Operative Therapie der Refluxkrankheit
Die operative Therapie bei der Refluxkrankheit besteht in der Rekonstruktion des unteren Schließmuskels der Speiseröhre und in der Einengung eines bestehenden Zwerchfellbruchs. Hierzu wird zunächst der untere Teil der Speiseröhre von umliegenden Verklebungen befreit und durch die Zwerchfelllücke, also die Durchtrittsstelle der Speiseröhre durch das Zwerchfell, in den Bauchraum verlagert. Die Zwerchfelllücke wird durch Nähte eingeengt (med. Hiatoplastik).

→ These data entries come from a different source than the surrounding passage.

//! Pipes whose geometries cross away from any modelled junction.

use std::cmp::Ordering;

use ahash::AHashSet;
use netreview_buffers::Position;
use roaring::RoaringBitmap;
use serde::{Deserialize, Serialize};
use tracing::debug;

use super::{ensure_non_negative, NetworkCheck};
use crate::encoder::{
    EncodedHydraulicModel, EncodingRequest, HydraulicModelBuffers, LinkField, NodeField,
};
use crate::error::Result;
use crate::geometry::segment_intersection;
use crate::model::{Asset, AssetId, Link, NetworkModel};
use crate::views::HydraulicModelBuffersView;

/// Default junction tolerance in degrees, roughly half a metre.
pub const DEFAULT_JUNCTION_TOLERANCE: f64 = 0.000_004_5;

#[derive(Debug, Clone, Copy, PartialEq, Serialize, Deserialize)]
#[serde(default)]
pub struct CrossingParams {
    /// Intersections closer than this (in degrees) to any node are treated
    /// as junctions.
    pub junction_tolerance: f64,
}

impl CrossingParams {
    pub fn validate(&self) -> Result<()> {
        ensure_non_negative("crossing.junction_tolerance", self.junction_tolerance)
    }
}

impl Default for CrossingParams {
    fn default() -> Self {
        Self {
            junction_tolerance: DEFAULT_JUNCTION_TOLERANCE,
        }
    }
}

#[derive(Debug, Clone, Copy, PartialEq)]
pub struct EncodedCrossingPipe {
    pub pipe1_idx: u32,
    pub pipe2_idx: u32,
    pub intersection_point: Position,
}

#[derive(Debug, Clone, PartialEq, Serialize, Deserialize)]
pub struct CrossingPipe {
    /// Smaller diameter of the pair.
    pub pipe1_id: AssetId,
    pub pipe2_id: AssetId,
    pub intersection_point: Position,
}

/// At most one crossing per unordered pair of unconnected pipes.
pub fn find_crossing_pipes(
    buffers: &HydraulicModelBuffers,
    junction_tolerance: f64,
) -> Result<Vec<EncodedCrossingPipe>> {
    let views = HydraulicModelBuffersView::new(buffers)?;
    let segments_index = &views.pipe_segments_geo_index;

    let mut results = Vec::new();
    let mut searched = RoaringBitmap::new();
    let mut reported: AHashSet<(u32, u32)> = AHashSet::new();

    for current in 0..views.link_connections.len() as u32 {
        let Some(current_bounds) = views.link_bbox(current) else {
            continue;
        };

        let candidates = segments_index.search_with(&current_bounds, |segment| {
            let other = views.segment_link(segment);
            other != current && !searched.contains(other) && !views.links_connected(current, other)
        });

        for other_segment_idx in candidates {
            let other = views.segment_link(other_segment_idx);
            let pair = (current.min(other), current.max(other));
            if reported.contains(&pair) {
                continue;
            }

            let other_segment = views.segment(other_segment_idx);
            let current_segments = segments_index
                .search_with(&other_segment.bounds(), |segment| views.segment_link(segment) == current);

            for current_segment_idx in current_segments {
                let Some(point) = segment_intersection(&other_segment, &views.segment(current_segment_idx))
                else {
                    continue;
                };
                if is_near_junction(&views, point, junction_tolerance) {
                    continue;
                }
                reported.insert(pair);
                results.push(EncodedCrossingPipe {
                    pipe1_idx: current,
                    pipe2_idx: other,
                    intersection_point: point,
                });
                break;
            }
        }
        searched.insert(current);
    }

    Ok(results)
}

fn is_near_junction(views: &HydraulicModelBuffersView<'_>, point: Position, tolerance: f64) -> bool {
    !views.node_geo_index.neighbors(point, 1, tolerance).is_empty()
}

// ============================================================================
// Decoding
// ============================================================================

fn compare_labels(a: &Asset, b: &Asset) -> Ordering {
    a.sort_label().cmp(&b.sort_label())
}

/// Smaller diameter first, then case-insensitive label.
fn compare_pipes(a: (&Asset, &Link), b: (&Asset, &Link)) -> Ordering {
    a.1.diameter
        .total_cmp(&b.1.diameter)
        .then_with(|| compare_labels(a.0, b.0))
}

fn resolve_pipe<'m, M: NetworkModel>(
    model: &'m M,
    encoded: &EncodedHydraulicModel,
    idx: u32,
) -> Option<(&'m Asset, &'m Link)> {
    let asset = model.asset(encoded.link_id(idx)?)?;
    asset.as_pipe().map(|pipe| (asset, pipe))
}

/// Resolves pipe ids, orders each pair, and sorts by (pipe1 diameter,
/// pipe2 diameter, pipe1 label). Pairs naming a missing asset or a non-pipe
/// are dropped.
pub fn decode_crossing_pipes<M: NetworkModel>(
    model: &M,
    encoded: &EncodedHydraulicModel,
    raw: Vec<EncodedCrossingPipe>,
) -> Vec<CrossingPipe> {
    let resolve = |idx: u32| resolve_pipe(model, encoded, idx);

    let mut decoded = Vec::with_capacity(raw.len());
    for crossing in raw {
        let (Some(a), Some(b)) = (resolve(crossing.pipe1_idx), resolve(crossing.pipe2_idx)) else {
            debug!(
                pipe1 = crossing.pipe1_idx,
                pipe2 = crossing.pipe2_idx,
                "dropping crossing with stale pipe reference"
            );
            continue;
        };
        let (first, second) = if compare_pipes(a, b) == Ordering::Greater {
            (b, a)
        } else {
            (a, b)
        };
        decoded.push((first, second, crossing.intersection_point));
    }

    decoded.sort_by(|(a1, a2, _), (b1, b2, _)| {
        a1.1.diameter
            .total_cmp(&b1.1.diameter)
            .then_with(|| a2.1.diameter.total_cmp(&b2.1.diameter))
            .then_with(|| compare_labels(a1.0, b1.0))
    });

    decoded
        .into_iter()
        .map(|(first, second, point)| CrossingPipe {
            pipe1_id: first.0.id,
            pipe2_id: second.0.id,
            intersection_point: point,
        })
        .collect()
}

pub struct CrossingPipes;

impl NetworkCheck for CrossingPipes {
    const NAME: &'static str = "crossing_pipes";

    type Params = CrossingParams;
    type Encoded = Vec<EncodedCrossingPipe>;
    type Output = CrossingPipe;

    fn validate(params: &CrossingParams) -> Result<()> {
        params.validate()
    }

    fn encoding_request() -> EncodingRequest {
        EncodingRequest::new(
            [NodeField::GeoIndex],
            [LinkField::Connections, LinkField::Bounds, LinkField::Segments],
        )
    }

    fn compute(buffers: &HydraulicModelBuffers, params: &CrossingParams) -> Result<Self::Encoded> {
        find_crossing_pipes(buffers, params.junction_tolerance)
    }

    fn decode<M: NetworkModel>(
        model: &M,
        encoded: &EncodedHydraulicModel,
        raw: Self::Encoded,
    ) -> Vec<CrossingPipe> {
        decode_crossing_pipes(model, encoded, raw)
    }

    fn raw_len(raw: &Self::Encoded) -> usize {
        raw.len()
    }
}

Im Anschluss wird die obere Kuppe des Magens um den unteren Anteil der Speiseröhre herumgeschlungen. Es wird so eine Manschette gebildet, die den Rückfluss von Magensäure in die Speiseröhre reduziert. Dieses Verfahren heißt medizinisch Fundoplicatio.

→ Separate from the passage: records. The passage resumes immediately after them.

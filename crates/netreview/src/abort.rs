//! Cancellation signal shared between a caller and running checks.

use tokio::sync::watch;

/// Owner side: flips the signal once.
#[derive(Debug)]
pub struct AbortController {
    tx: watch::Sender<bool>,
}

/// Observer side, cheap to clone.
#[derive(Debug, Clone)]
pub struct AbortSignal {
    rx: watch::Receiver<bool>,
}

impl AbortController {
    pub fn new() -> Self {
        let (tx, _rx) = watch::channel(false);
        Self { tx }
    }

    pub fn signal(&self) -> AbortSignal {
        AbortSignal {
            rx: self.tx.subscribe(),
        }
    }

    /// Idempotent.
    pub fn abort(&self) {
        self.tx.send_replace(true);
    }

    pub fn is_aborted(&self) -> bool {
        *self.tx.borrow()
    }
}

impl Default for AbortController {
    fn default() -> Self {
        Self::new()
    }
}

impl AbortSignal {
    pub fn is_aborted(&self) -> bool {
        *self.rx.borrow()
    }

    /// Resolves once the controller aborts. Never resolves if the controller
    /// is dropped without aborting.
    pub async fn aborted(&self) {
        let mut rx = self.rx.clone();
        if rx.wait_for(|aborted| *aborted).await.is_err() {
            std::future::pending::<()>().await;
        }
    }
}

#[cfg(test)]
mod tests {
    use super::*;

    #[test]
    fn abort_is_visible_to_existing_signals() {
        let controller = AbortController::new();
        let signal = controller.signal();
        assert!(!signal.is_aborted());

        controller.abort();
        controller.abort();
        assert!(signal.is_aborted());
        assert!(controller.signal().is_aborted());
    }

    #[tokio::test]
    async fn aborted_resolves_after_abort() {
        let controller = AbortController::new();
        let signal = controller.signal();
        let waiter = tokio::spawn(async move { signal.aborted().await });

        controller.abort();
        tokio::time::timeout(std::time::Duration::from_secs(5), waiter)
            .await
            .expect("abort observed")
            .unwrap();
    }
}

Die Operation wird heutzutage minimal-invasiv, also als sogenannte Schlüssellochchirurgie, durchgeführt. Hierbei werden unter Vollnarkose über drei bis vier kleine Hautschnitte eine Kamera und mehrere Arbeitsinstrumente in die Bauchhöhle eingebracht, mit denen dann die o.g. Operation durchgeführt wird. Der Vorteil des minimal-invasiven Operationsverfahrens ist enorm und liegt in der deutlich besseren und schnelleren Erholung von der Operation. Durch die kleinen Schnitte sind Wundkomplikationen wie Nachblutungen und Infektion praktisch ausgeschlossen und letztendlich ist auch das kosmetische Ergebnis sehr viel ansprechender. Das operative Risiko ist gering.
Nach der Operation
Aufgrund des schonenden Operationsverfahrens ist heute nur noch ein kurzer stationärer Krankenhausaufenthalt von etwa fünf Tagen notwendig. Natürlich können auch nach einer solchen Operation Probleme auftreten, diese sind aber inzwischen selten geworden. Manchmal tritt nach der Operation ein so genanntes Gas-Bloating-Syndrom oder eine so genannte Dysphagie auf. Die Dysphagie beschreibt die reduzierte Fähigkeit, Nahrung herunter zu schlucken und das Gas-Bloating-Syndrom die reduzierte Fähigkeit, verschluckte Luft aus dem Magen wieder aufzustoßen („rülpsen“). Sowohl das Gas-Bloating-Syndrom als auch die Dysphagie sind meist auf eine postoperative Verschwellung der Manschette zurückzuführen und bilden sich in den allermeisten Fällen von selbst ohne weitere Therapie innerhalb kurzer Zeit zurück. Der Hautfaden ist in den meisten Fällen resorbierbar und muss nicht gezogen werden.
Von ganz entscheidener Bedeutung ist aber, dass sich die Lebensqualität der Betroffenen nach der Operation deutlich bessert und über 90% der Patienten, wenn sie nochmals vor der Entscheidung für eine Operation stünden, sich wieder operieren lassen würden.